Let us switch to Matlab mode. Matlab uses a very short display by default.

>matlab on; shortestformat;

Matrices can now have blanks between elements. Note: For negative elements, use the comma, since [1 -1 1] would yield [0 1] in Euler.

>A=[16 3 2 13; 5 10 11 8; 9 6 7 12; 4 15 14 1]

16 3 2 13 5 10 11 8 9 6 7 12 4 15 14 1

Matrix elements can be accessed with round brackets.

>A(1,1)+A(2,1)+A(3,1)+A(4,1)

34

The sum operator now works columns vectors differently.

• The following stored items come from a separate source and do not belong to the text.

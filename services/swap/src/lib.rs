//! # Orchard Swap Service
//!
//! ## Purpose
//!
//! Runs the claim-based swap protocol over a two-asset constant-market-cap
//! pool. Clients price a swap, receive a sealed claim, redeem the claim once,
//! and the swap is applied to the pool asynchronously.
//!
//! ## Integration Points
//!
//! - **HTTP**: [`api::routes`] exposes pool creation and lookup, Estimate,
//!   Submit and transaction status
//! - **Settlement**: [`worker::SettlementWorker`] drains the settlement queue
//!   into [`orchestrator::SwapOrchestrator::settle`]
//! - **Collaborators**: pool store, transaction ledger, queue, dead letters and
//!   claim cipher are injected as trait objects; [`app::SwapService`] wires the
//!   in-memory implementations
//!
//! ## Architecture Role
//!
//! ```text
//! Client ──estimate──▶ [PoolStore] ──PricingEngine──▶ quote + claim token
//! Client ──submit────▶ [TransactionLedger: STARTED] ──publish──▶ [MessageQueue]
//!                                                                    │
//! [PoolStore] ◀──overwrite── apply ◀── [Ledger: FINISHED] ◀── SettlementWorker
//! ```
//!
//! Settlement re-prices against the pool state at settle time, so the amounts
//! applied can differ from the estimate the client saw.

pub mod api;
pub mod app;
pub mod error;
pub mod orchestrator;
pub mod pools;
pub mod worker;

pub use app::SwapService;
pub use error::{SettleError, SwapError};
pub use orchestrator::{SettleOutcome, SwapEstimate, SwapOrchestrator};
pub use pools::PoolService;
pub use worker::{DeliveryOutcome, SettlementWorker, WorkerSettings};
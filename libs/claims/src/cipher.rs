//! Envelope encryption for claim tokens

use aes_gcm::aead::{Aead, AeadCore, KeyInit, OsRng};
use aes_gcm::{Aes256Gcm, Nonce};
use async_trait::async_trait;
use base64::Engine;
use std::fmt;

/// AES-GCM nonce length in bytes
pub const NONCE_LEN: usize = 12;

/// AES-256 key length in bytes
pub const KEY_LEN: usize = 32;

#[derive(Debug, Clone, PartialEq, thiserror::Error)]
pub enum CipherError {
    /// Token was not produced by this cipher, or was altered
    #[error("Invalid ciphertext")]
    InvalidCiphertext,

    #[error("Invalid key: {0}")]
    InvalidKey(String),

    /// Key service or cipher backend failed
    #[error("Cipher unavailable: {0}")]
    Unavailable(String),
}

/// Opaque, authenticated encryption of small payloads
#[async_trait]
pub trait EnvelopeCipher: Send + Sync + fmt::Debug {
    async fn encrypt(&self, plaintext: &[u8]) -> Result<String, CipherError>;

    async fn decrypt(&self, token: &str) -> Result<Vec<u8>, CipherError>;
}

/// AES-256-GCM with a fresh random nonce per token
///
/// Token layout is `base64(nonce || ciphertext || tag)`.
pub struct AesGcmEnvelope {
    cipher: Aes256Gcm,
}

impl AesGcmEnvelope {
    pub fn new(key: &[u8]) -> Result<Self, CipherError> {
        if key.len() != KEY_LEN {
            return Err(CipherError::InvalidKey(format!(
                "expected {} bytes, got {}",
                KEY_LEN,
                key.len()
            )));
        }
        let cipher = Aes256Gcm::new_from_slice(key)
            .map_err(|_| CipherError::InvalidKey("aes init failed".into()))?;
        Ok(Self { cipher })
    }

    /// Key given as 64 hex characters
    pub fn from_hex(key_hex: &str) -> Result<Self, CipherError> {
        let key = hex::decode(key_hex.trim())
            .map_err(|e| CipherError::InvalidKey(format!("not hex: {}", e)))?;
        Self::new(&key)
    }

    /// Random key that lives only as long as this process; tokens issued
    /// with it cannot be opened after a restart
    pub fn ephemeral() -> Self {
        let key = Aes256Gcm::generate_key(OsRng);
        Self {
            cipher: Aes256Gcm::new(&key),
        }
    }
}

impl fmt::Debug for AesGcmEnvelope {
    fn fmt(&self, f: &mut fmt::Formatter<'_>) -> fmt::Result {
        f.debug_struct("AesGcmEnvelope")
            .field("key", &"<redacted>")
            .finish()
    }
}

#[async_trait]
impl EnvelopeCipher for AesGcmEnvelope {
    async fn encrypt(&self, plaintext: &[u8]) -> Result<String, CipherError> {
        let nonce = Aes256Gcm::generate_nonce(&mut OsRng);
        let ct = self
            .cipher
            .encrypt(&nonce, plaintext)
            .map_err(|_| CipherError::Unavailable("encryption failed".into()))?;

        let mut payload = Vec::with_capacity(NONCE_LEN + ct.len());
        payload.extend_from_slice(&nonce);
        payload.extend_from_slice(&ct);
        Ok(base64::engine::general_purpose::STANDARD.encode(&payload))
    }

    async fn decrypt(&self, token: &str) -> Result<Vec<u8>, CipherError> {
        let payload = base64::engine::general_purpose::STANDARD
            .decode(token.trim())
            .map_err(|_| CipherError::InvalidCiphertext)?;
        if payload.len() <= NONCE_LEN {
            return Err(CipherError::InvalidCiphertext);
        }

        let (nonce, ct) = payload.split_at(NONCE_LEN);
        self.cipher
            .decrypt(Nonce::from_slice(nonce), ct)
            .map_err(|_| CipherError::InvalidCiphertext)
    }
}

>sum(A(1:4,1)) // use sum(A[1:4,1]') in Euler

34

>sum(A) //

[34, 34, 34, 34]

>diag(A,0)

16 10 7 1

fliplr works like flipx, and flipud like flipy.

>sum(diag(fliplr(A)))

34

Another function which is available in EMT and Matlab is rot().

>rot(A,2)

1 14 15 4 12 7 6 9 8 11 10 5 13 2 3 16

Euler does also have an algorithm for magic triangles.

>magic(4)

16 2 3 13 5 11 10 8 9 7 6 12 4 14 15 1

Euler used the matrix language consistently for all operators. Matlab uses .* for the elementwise multiplication.

>v=1:10; v.*v

[1, 4, 9, 16, 25, 36, 49, 64, 81, 100]

And it uses * for the matrix product.

>v*v'

385

The power operator now uses the matrix power function.

>A=[1,2;3,4]; A^2

7 10 15 22

This works for the inverse too.

>A^-1*A

1 0 0 1

The division uses "divide into" now. I.e.

b/A = (A'\b')'

>sum(A)/A

[1, 1]

The \ operator now uses fit.

>A=[1,2;3,4;5,6]; b=[1;2;3]; A\b

0 0.5

The same in Euler.

>fit(A,b)

0 0.5

In Matlab mode, you can use Matlab's syntax for functions. A proper "return y" statement will be added. If the function is the last or the only function in a file, "endfunction" can be omitted.